The fact that most of the film score consists of marches and that even some songs are heard in a march arrangement can also be interpreted in a propagandistic light. In his article in MGG about the march, Achim Hofer explains that its original function lay in “coordinating the lockstep of a marching group” and also to “strengthen courage for battle.” Now when one relates this definition to the goals of mobilization, one realizes that they fit together surprisingly well: the coordinating function focuses on the common motor activity of the ritual and thus supports unconditional obedience, the avoidance of any deviation. Strengthening of courage for battle falls in line with a heightened willingness for sacrifice.

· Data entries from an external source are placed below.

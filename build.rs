//! Build script for generating the `topogen` man page.
//!
//! The packaging pipeline expects the man page to be available from the
//! build output directory, so we generate it using clap-mangen here.

use std::env;
use std::fs::File;
use std::io::Write;
use std::path::PathBuf;

use clap::CommandFactory;
use clap_mangen::Man;

#[path = "src/cli/mod.rs"]
mod cli;

use cli::Cli;

fn main() -> Result<(), Box<dyn std::error::Error>> {
    let mut stdout = std::io::stdout();
    writeln!(stdout, "cargo:rerun-if-changed=build.rs")?;
    writeln!(stdout, "cargo:rerun-if-changed=src/cli/mod.rs")?;

    let out_dir =
        PathBuf::from(env::var_os("OUT_DIR").ok_or_else(|| {
            std::io::Error::new(std::io::ErrorKind::NotFound, "OUT_DIR was not set")
        })?);

    let mut buffer = Vec::new();
    Man::new(Cli::command()).render(&mut buffer)?;

    let mut file = File::create(out_dir.join("topogen.1"))?;
    file.write_all(&buffer)?;

    Ok(())
}
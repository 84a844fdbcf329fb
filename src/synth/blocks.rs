//! Shared infrastructure: the cross-cutting resources every deployment
//! needs, one block per dependency kind present, role assignments for the
//! shared identity and the outputs services consume.

use serde::Serialize;
use serde_json::{Map, Value, json};

use crate::ident::{platform_name, scoped_name, screaming_snake_case};
use crate::topology::{DatastoreEngine, DependencyKind, Resource, ResourceKind, Topology};

use super::names::{Claims, Identifiers};
use super::{SynthesisError, Templates};

const CORE_OWNER: &str = "shared infrastructure";
const POSTGRES_ADMIN_LOGIN: &str = "topogen";
const ACR_PULL_ROLE: &str = "7f951dda-4ed3-4680-a7ca-43fe172d538d";
const ACR_PUSH_ROLE: &str = "8311e382-0749-4cb8-b61a-304f252e45ec";
pub(crate) const DEPLOYMENT_PARAMETERS_SCHEMA: &str =
    "https://schema.management.azure.com/schemas/2019-04-01/deploymentParameters.json#";

/// Output names exported by the shared template for every deployment.
pub(crate) mod outputs {
    pub const REGISTRY_ENDPOINT: &str = "AZURE_CONTAINER_REGISTRY_ENDPOINT";
    pub const ENVIRONMENT_ID: &str = "AZURE_CONTAINER_APPS_ENVIRONMENT_ID";
    pub const ENVIRONMENT_DOMAIN: &str = "AZURE_CONTAINER_APPS_ENVIRONMENT_DEFAULT_DOMAIN";
    pub const IDENTITY_ID: &str = "AZURE_MANAGED_IDENTITY_ID";
    pub const IDENTITY_CLIENT_ID: &str = "AZURE_MANAGED_IDENTITY_CLIENT_ID";
    pub const LOG_WORKSPACE_ID: &str = "AZURE_LOG_ANALYTICS_WORKSPACE_ID";
}

/// Template per dependency kind, in rendering order.
const BLOCKS: [(DependencyKind, &str); 6] = [
    (DependencyKind::Datastore, "blocks/datastore.bicep"),
    (DependencyKind::QueueNamespace, "blocks/queue_namespace.bicep"),
    (DependencyKind::TelemetrySink, "blocks/telemetry.bicep"),
    (DependencyKind::Storage, "blocks/storage.bicep"),
    (DependencyKind::KeyVault, "blocks/key_vault.bicep"),
    (DependencyKind::Identity, "blocks/identity.bicep"),
];

/// Deploy-time output a dependency exports for services to consume.
#[derive(Clone, Debug, Eq, PartialEq)]
pub(crate) struct DependencyOutput {
    /// Output and deploy-time variable name.
    pub name: String,
    /// Whether the value must only reach services as a secret.
    pub secret: bool,
}

/// Output exported for a dependency, keyed by the property services
/// reference it through.
pub(crate) fn dependency_output(kind: &ResourceKind, snake: &str) -> Option<(&'static str, DependencyOutput)> {
    let (property, suffix, secret) = match kind {
        ResourceKind::Datastore { .. } => ("connectionString", "CONNECTION_STRING", true),
        ResourceKind::QueueNamespace { .. } | ResourceKind::Storage { .. } => {
            ("endpoint", "ENDPOINT", false)
        }
        ResourceKind::TelemetrySink => ("connectionString", "CONNECTION_STRING", false),
        ResourceKind::KeyVault => ("vaultUri", "VAULT_URI", false),
        ResourceKind::Identity => ("clientId", "CLIENT_ID", false),
        ResourceKind::Project | ResourceKind::Container => return None,
    };
    Some((
        property,
        DependencyOutput {
            name: format!("{snake}_{suffix}"),
            secret,
        },
    ))
}

#[derive(Debug, Serialize)]
struct CoreNames {
    identity: String,
    registry: String,
    log_workspace: String,
    environment: String,
    acr_pull_role: &'static str,
    acr_push_role: &'static str,
}

#[derive(Debug, Serialize)]
struct ChildView {
    symbol: String,
    resource_name: String,
}

#[derive(Debug, Serialize)]
struct DependencyView {
    name: String,
    symbol: String,
    resource_name: String,
    engine: Option<&'static str>,
    admin_login: Option<&'static str>,
    password_param: Option<String>,
    queues: Vec<ChildView>,
    topics: Vec<ChildView>,
    containers: Vec<ChildView>,
}

#[derive(Debug, Serialize)]
struct RoleView {
    symbol: String,
    scope: String,
    role_id: &'static str,
}

#[derive(Debug, Serialize)]
struct OutputView {
    name: String,
    value: String,
    secure: bool,
}

#[derive(Debug, Serialize)]
struct SecureParam {
    name: String,
    variable: String,
}

/// Everything the shared templates render from.
#[derive(Debug, Serialize)]
pub(crate) struct SharedView {
    core: CoreNames,
    datastores: Vec<DependencyView>,
    queue_namespaces: Vec<DependencyView>,
    telemetry: Vec<DependencyView>,
    storage: Vec<DependencyView>,
    key_vaults: Vec<DependencyView>,
    identities: Vec<DependencyView>,
    roles: Vec<RoleView>,
    outputs: Vec<OutputView>,
    secure_params: Vec<SecureParam>,
}

impl SharedView {
    /// Builds the view for `topology`, rejecting clashing generated names.
    pub fn build(
        topology: &Topology,
        ids: &Identifiers,
        token: &str,
    ) -> Result<Self, SynthesisError> {
        let mut planner = Planner {
            ids,
            token,
            symbols: Claims::default(),
            resource_names: Claims::default(),
            output_names: Claims::default(),
        };
        let mut view = Self {
            core: planner.core()?,
            datastores: Vec::new(),
            queue_namespaces: Vec::new(),
            telemetry: Vec::new(),
            storage: Vec::new(),
            key_vaults: Vec::new(),
            identities: Vec::new(),
            roles: Vec::new(),
            outputs: planner.core_outputs()?,
            secure_params: Vec::new(),
        };

        for kind in DependencyKind::ALL {
            for resource in topology.of_dependency_kind(kind) {
                let dependency = planner.dependency(resource)?;
                view.roles.extend(planner.roles(resource, &dependency.symbol)?);
                if let Some(output) = planner.output(resource, &dependency.symbol)? {
                    view.outputs.push(output);
                }
                if let Some(param) = &dependency.password_param {
                    view.secure_params.push(SecureParam {
                        name: param.clone(),
                        variable: format!("{}_PASSWORD", ids.get(resource.name())?.snake),
                    });
                }
                view.blocks_mut(kind).push(dependency);
            }
        }
        Ok(view)
    }

    fn blocks_mut(&mut self, kind: DependencyKind) -> &mut Vec<DependencyView> {
        match kind {
            DependencyKind::Datastore => &mut self.datastores,
            DependencyKind::QueueNamespace => &mut self.queue_namespaces,
            DependencyKind::TelemetrySink => &mut self.telemetry,
            DependencyKind::Storage => &mut self.storage,
            DependencyKind::KeyVault => &mut self.key_vaults,
            DependencyKind::Identity => &mut self.identities,
        }
    }

    fn has(&self, kind: DependencyKind) -> bool {
        match kind {
            DependencyKind::Datastore => !self.datastores.is_empty(),
            DependencyKind::QueueNamespace => !self.queue_namespaces.is_empty(),
            DependencyKind::TelemetrySink => !self.telemetry.is_empty(),
            DependencyKind::Storage => !self.storage.is_empty(),
            DependencyKind::KeyVault => !self.key_vaults.is_empty(),
            DependencyKind::Identity => !self.identities.is_empty(),
        }
    }

    /// Renders `infra/resources.bicep`.
    pub fn render_resources(&self, templates: &Templates) -> Result<String, SynthesisError> {
        let mut rendered = templates.render("resources.bicep", self)?;
        for (kind, template) in BLOCKS {
            if self.has(kind) {
                rendered.push_str(&templates.render(template, self)?);
            }
        }
        rendered.push_str(&templates.render("roles_outputs.bicep", self)?);
        Ok(rendered)
    }

    /// Renders `infra/main.bicep`.
    pub fn render_main(&self, templates: &Templates) -> Result<String, SynthesisError> {
        templates.render("main.bicep", self)
    }

    /// Encodes `infra/main.parameters.json`.
    pub fn main_parameters(&self) -> Value {
        let mut parameters = Map::new();
        parameters.insert(
            String::from("environmentName"),
            json!({ "value": "${AZURE_ENV_NAME}" }),
        );
        parameters.insert(
            String::from("location"),
            json!({ "value": "${AZURE_LOCATION}" }),
        );
        parameters.insert(
            String::from("principalId"),
            json!({ "value": "${AZURE_PRINCIPAL_ID}" }),
        );
        for param in &self.secure_params {
            parameters.insert(
                param.name.clone(),
                json!({ "value": format!("${{{}}}", param.variable) }),
            );
        }
        json!({
            "$schema": DEPLOYMENT_PARAMETERS_SCHEMA,
            "contentVersion": "1.0.0.0",
            "parameters": parameters,
        })
    }
}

In addition, it is evident that one particular strategy is indispensable for this film, whose target audience is the entirety of the German people—cultivating mass appeal. The audience knew the lyrics and melodies to the majority of the marches and songs. The use of such well-known pieces was recommended by the highest authority: “All propaganda has to be colloquial and must be able to adjust its message to the comprehension level of the most limited mind among the target group.” Even today, the reaction of audiences to the music in TdW is astonishing: many hum or even sing along quietly with the songs and marches. It is unlikely that the filmmakers were unaware of this effect at the time. Newspaper articles of that period confirm this, one report about the premiere of Sieg des Glaubens noting, “As the last note [of the film] faded away, the audience, which was deeply moved, rose in order to show their solidarity with the Führer and his movement by singing the National Socialist Anthem [Horst Wessel Song].” On this occasion, the audience’s unconditional submission to Hitler is demonstrated through music, by their audible participation in the ritual of the Party Rally through the communal activity of singing.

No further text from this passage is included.